For n=9, we have 8 jobs that can be moved around, but again, it's useless to move the shortest two. So the formula this time is w(h1, h2, x3, x4, x5, x6) = 2h1 + 2h2 - (x3 + x4 + x5 + x6), but this time we have the constraint that h2 must not be less than the second-smallest x in the formula (otherwise it couldn't be the highest or joint-highest of any group). As noted before, h1 and h2 can't be swapped with each other, so either you swap one of them with an appropriate x (without violating the constraint), or you swap both of them, each with a distinct x. Take h1 <= x3 <= x4 <= h2 <= x5 <= x6. Again, single swaps can't help, and a double swap can't help either because its effect must necessarily be the sum of the effects of two single swaps. So again, this is an optimal solution.

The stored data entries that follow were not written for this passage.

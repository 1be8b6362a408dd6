//! Password policy evaluator - runs the tests and decides the verdict.

use secrecy::{ExposeSecret, SecretString};

#[cfg(feature = "async")]
use tokio::sync::mpsc;

#[cfg(feature = "async")]
use tokio_util::sync::CancellationToken;

use crate::config::{ConfigError, PasswordConfig};
use crate::report::TestResult;
use crate::rules::{char_len, PasswordTest, RuleOutcome, TestConfig};

/// A configuration together with the tests it drives.
///
/// Read-only once built, so a single policy can serve any number of
/// concurrent evaluations.
#[derive(Debug, Clone, Default)]
pub struct PasswordPolicy {
    config: PasswordConfig,
    tests: TestConfig,
}

impl PasswordPolicy {
    /// Builds a policy after checking `config` against `tests`.
    ///
    /// # Errors
    ///
    /// Returns error if:
    /// - A length bound is zero
    /// - `min_length` is greater than `max_length`
    /// - `min_optional_tests_to_pass` exceeds the number of optional tests
    pub fn new(config: PasswordConfig, tests: TestConfig) -> Result<Self, ConfigError> {
        config.validate(tests.optional_tests.len())?;
        Ok(Self { config, tests })
    }

    /// Default tests with the configuration taken from the environment.
    ///
    /// See [`PasswordConfig::from_env`] for the variables read.
    pub fn from_env() -> Result<Self, ConfigError> {
        let tests = TestConfig::default();
        let config = PasswordConfig::from_env(tests.optional_tests.len())?;
        Ok(Self { config, tests })
    }

    pub fn config(&self) -> &PasswordConfig {
        &self.config
    }

    pub fn tests(&self) -> &TestConfig {
        &self.tests
    }

    /// Evaluates `password` and returns the full report.
    pub fn test_password(&self, password: &SecretString) -> TestResult {
        let mut report = run_tests(
            &self.config,
            &self.tests.required_tests,
            &self.tests.optional_tests,
            password,
        );

        // Long enough passwords are exempt from the optional threshold
        report.is_passphrase = self.config.allow_passphrases
            && char_len(password.expose_secret()) >= self.config.min_phrase_length;

        if !report.is_passphrase
            && report.optional_tests_passed < self.config.min_optional_tests_to_pass
        {
            report.strong = false;
        }

        #[cfg(feature = "tracing")]
        tracing::debug!(
            "Password evaluated: strong={}, passphrase={}, failed={}, optional_passed={}",
            report.strong,
            report.is_passphrase,
            report.failed_tests.len(),
            report.optional_tests_passed
        );

        report
    }
}

/// Evaluates a password against the default policy.
///
/// # Arguments
/// * `password` - The password to evaluate
///
/// # Returns
/// A `TestResult` listing every test outcome and the final verdict.
pub fn evaluate_password(password: &SecretString) -> TestResult {
    PasswordPolicy::default().test_password(password)
}

/// Runs every required test, then every optional test, recording each outcome.
///
/// No test is skipped: a failure never stops the remaining tests from running.
/// Optional test indices are offset by `required.len()`. The passphrase
/// exemption and optional threshold are not applied here.
pub fn run_tests(
    config: &PasswordConfig,
    required: &[PasswordTest],
    optional: &[PasswordTest],
    password: &SecretString,
) -> TestResult {
    let mut report = TestResult::new();

    for (index, test) in required.iter().enumerate() {
        let failure = failure_message(index, test.run(config, password));
        report.record_required(index, failure);
    }

    for (offset, test) in optional.iter().enumerate() {
        let index = required.len() + offset;
        let failure = failure_message(index, test.run(config, password));
        report.record_optional(index, failure);
    }

    report
}

fn failure_message(index: usize, outcome: RuleOutcome) -> Option<String> {
    let failure = outcome.err()?;

    #[cfg(feature = "tracing")]
    {
        if failure.is_misconfiguration() {
            tracing::warn!("Password test {} is misconfigured: {}", index, failure);
        }
    }
    #[cfg(not(feature = "tracing"))]
    let _ = index;

    Some(failure.to_string())
}

/// Async version that sends the report via channel.
///
/// The token is checked once before evaluation; a cancelled request sends
/// nothing. An evaluation that has started always runs to completion.
#[cfg(feature = "async")]
pub async fn evaluate_password_tx(
    policy: &PasswordPolicy,
    password: &SecretString,
    token: CancellationToken,
    tx: mpsc::Sender<TestResult>,
) {
    if token.is_cancelled() {
        #[cfg(feature = "tracing")]
        tracing::info!("Password evaluation cancelled before start");
        return;
    }

    #[cfg(feature = "tracing")]
    tracing::info!("evaluation is about to start...");

    let report = policy.test_password(password);

    if let Err(e) = tx.send(report).await {
        #[cfg(feature = "tracing")]
        tracing::error!("Failed to send password report: {}", e);
        #[cfg(not(feature = "tracing"))]
        let _ = e;
    }
}

#[cfg(test)]
mod tests {
    use super::*;
    use crate::rules::{at_least_one_of, default_required_tests, RuleFailure};

    fn secret(s: &str) -> SecretString {
        SecretString::new(s.to_string().into())
    }

    fn always_fails(_: &PasswordConfig, _: &SecretString, _: &[String]) -> RuleOutcome {
        Err(RuleFailure::Custom("always fails".to_string()))
    }

    #[test]
    fn test_short_password_fails_minimum_length() {
        let report = evaluate_password(&secret("Ab1!xyz"));
        assert!(!report.strong);
        assert_eq!(report.failed_tests.first(), Some(&0));
        assert_eq!(
            report.required_test_errors,
            vec!["the password must be at least 10 characters long".to_string()]
        );
    }

    #[test]
    fn test_long_password_fails_maximum_length() {
        let pwd = "Ab1!".repeat(33);
        let report = evaluate_password(&secret(&pwd));
        assert!(!report.strong);
        assert!(report.failed_tests.contains(&1));
        assert!(report.is_passphrase);
    }

    #[test]
    fn test_repeated_characters_fail() {
        let report = evaluate_password(&secret("aaa1234567"));
        assert!(report.failed_tests.contains(&2));
        assert!(!report.strong);

        let report = evaluate_password(&secret("aa1234567B"));
        assert!(report.passed_tests.contains(&2));
    }

    #[test]
    fn test_passphrase_skips_optional_threshold() {
        let report = evaluate_password(&secret("correcthorsebatteryx"));
        assert!(report.is_passphrase);
        assert!(report.strong);
        assert_eq!(report.optional_tests_passed, 1);
        assert_eq!(report.failed_tests, vec![4, 5, 6]);
        assert_eq!(report.optional_test_errors.len(), 3);
    }

    #[test]
    fn test_passphrase_disabled() {
        let policy = PasswordPolicy::new(
            PasswordConfig {
                allow_passphrases: false,
                ..PasswordConfig::default()
            },
            TestConfig::default(),
        )
        .expect("valid policy");

        let report = policy.test_password(&secret("correcthorsebatteryx"));
        assert!(!report.is_passphrase);
        assert!(!report.strong);
    }

    #[test]
    fn test_passphrase_does_not_exempt_required_tests() {
        let report = evaluate_password(&secret("correcthorsebbbattery"));
        assert!(report.is_passphrase);
        assert!(!report.strong);
        assert_eq!(report.required_test_errors.len(), 1);
    }

    #[test]
    fn test_optional_threshold_not_met() {
        let report = evaluate_password(&secret("NoSymbol1234"));
        assert_eq!(report.optional_tests_passed, 3);
        assert!(!report.is_passphrase);
        assert!(!report.strong);
        assert_eq!(
            report.optional_test_errors,
            vec!["the password must contain at least one special character".to_string()]
        );
    }

    #[test]
    fn test_optional_threshold_is_a_count() {
        let policy = PasswordPolicy::new(
            PasswordConfig {
                min_optional_tests_to_pass: 3,
                ..PasswordConfig::default()
            },
            TestConfig::default(),
        )
        .expect("valid policy");

        let report = policy.test_password(&secret("NoSymbol1234"));
        assert!(report.strong);
        assert_eq!(report.failed_tests, vec![6]);
    }

    #[test]
    fn test_strong_mixed_password() {
        let report = evaluate_password(&secret("Tr0ub4dor&3"));
        assert_eq!(report.optional_tests_passed, 4);
        assert!(!report.is_passphrase);
        assert!(report.strong);
        assert!(report.errors.is_empty());
        assert_eq!(report.passed_tests, (0..7).collect::<Vec<_>>());
    }

    #[test]
    fn test_all_failures_are_reported() {
        let report = evaluate_password(&secret("aaa"));
        assert_eq!(report.failed_tests, vec![0, 2, 4, 5, 6]);
        assert_eq!(report.passed_tests, vec![1, 3]);
        assert_eq!(report.required_test_errors.len(), 2);
        assert_eq!(report.optional_test_errors.len(), 3);
        assert_eq!(
            report.errors,
            report
                .required_test_errors
                .iter()
                .chain(report.optional_test_errors.iter())
                .cloned()
                .collect::<Vec<_>>()
        );
    }

    #[test]
    fn test_every_test_reported_once_in_its_range() {
        let tests = TestConfig::default();
        let required = tests.required_tests.len();
        let total = required + tests.optional_tests.len();

        for pwd in ["", "abc", "aaa1234567", "Tr0ub4dor&3", "correcthorsebatteryx"] {
            let report = evaluate_password(&secret(pwd));
            let mut seen: Vec<usize> = report
                .failed_tests
                .iter()
                .chain(report.passed_tests.iter())
                .copied()
                .collect();
            seen.sort_unstable();
            assert_eq!(seen, (0..total).collect::<Vec<_>>(), "password {:?}", pwd);
            assert_eq!(
                report.required_test_errors.len(),
                report.failed_tests.iter().filter(|&&i| i < required).count()
            );
        }
    }

    #[test]
    fn test_evaluation_is_repeatable() {
        let policy = PasswordPolicy::default();
        let pwd = secret("NoSymbol1234");
        assert_eq!(policy.test_password(&pwd), policy.test_password(&pwd));
    }

    #[test]
    fn test_broken_pattern_is_reported_as_failure() {
        let tests = TestConfig {
            required_tests: default_required_tests(),
            optional_tests: vec![PasswordTest::with_params(
                at_least_one_of,
                ["[0-9", "number"],
            )],
        };
        let policy = PasswordPolicy::new(
            PasswordConfig {
                min_optional_tests_to_pass: 1,
                ..PasswordConfig::default()
            },
            tests,
        )
        .expect("valid policy");

        let report = policy.test_password(&secret("Tr0ub4dor&3"));
        assert!(!report.strong);
        assert_eq!(report.failed_tests, vec![3]);
        assert!(!report.optional_test_errors[0].contains("must contain"));
    }

    #[test]
    fn test_run_tests_leaves_verdict_to_policy() {
        let config = PasswordConfig::default();
        let optional = vec![PasswordTest::new(always_fails)];
        let report = run_tests(&config, &[], &optional, &secret("x"));

        assert!(report.strong);
        assert!(!report.is_passphrase);
        assert_eq!(report.failed_tests, vec![0]);
        assert_eq!(report.errors, vec!["always fails".to_string()]);
    }

    #[test]
    fn test_custom_required_test() {
        let mut tests = TestConfig::default();
        tests.required_tests.push(PasswordTest::new(always_fails));
        let policy = PasswordPolicy::new(PasswordConfig::default(), tests).expect("valid policy");

        let report = policy.test_password(&secret("Tr0ub4dor&3"));
        assert!(!report.strong);
        assert_eq!(report.failed_tests, vec![3]);
        // Optional indices shift with the larger required tier
        assert_eq!(report.passed_tests, vec![0, 1, 2, 4, 5, 6, 7]);
    }

    #[test]
    fn test_new_rejects_inconsistent_config() {
        let result = PasswordPolicy::new(
            PasswordConfig {
                min_optional_tests_to_pass: 5,
                ..PasswordConfig::default()
            },
            TestConfig::default(),
        );
        assert!(matches!(result, Err(ConfigError::OptionalThreshold { .. })));
    }

    #[test]
    fn test_policy_shared_across_threads() {
        let policy = PasswordPolicy::default();
        std::thread::scope(|s| {
            let handles: Vec<_> = ["Tr0ub4dor&3", "NoSymbol1234"]
                .into_iter()
                .map(|pwd| {
                    let policy = &policy;
                    s.spawn(move || policy.test_password(&secret(pwd)).strong)
                })
                .collect();
            let verdicts: Vec<bool> = handles
                .into_iter()
                .map(|h| h.join().expect("thread panicked"))
                .collect();
            assert_eq!(verdicts, vec![true, false]);
        });
    }
}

It looks like this argument is going to work for any n. In which case, finding an optimal solution when you've got an "ideal case" (as defined at the top of my answer) is going to be simple: sort the jobs by quantity and then chop the sorted list into consecutive groups of 3. If this solution proves not to be suitable, you know you haven't got an ideal case.
I will have a think about the non-ideal cases, and update this answer if I come up with anything.
If I understand the problem (and I am not sure I do), the solution could be as simple as printing job 1 in all three lanes, then job 2 in all three lanes, then job 3 in all three lanes.
It has a worst case of printing two extra sheets per job.
I can think of cases where this isn't optimal (e.g. three jobs of four sheets each would take six pages rather than four), but it is likely to be far far simpler to develop than a Bin Packing solution (which is NP-complete; each of the three lanes, over time, are representing the bins.)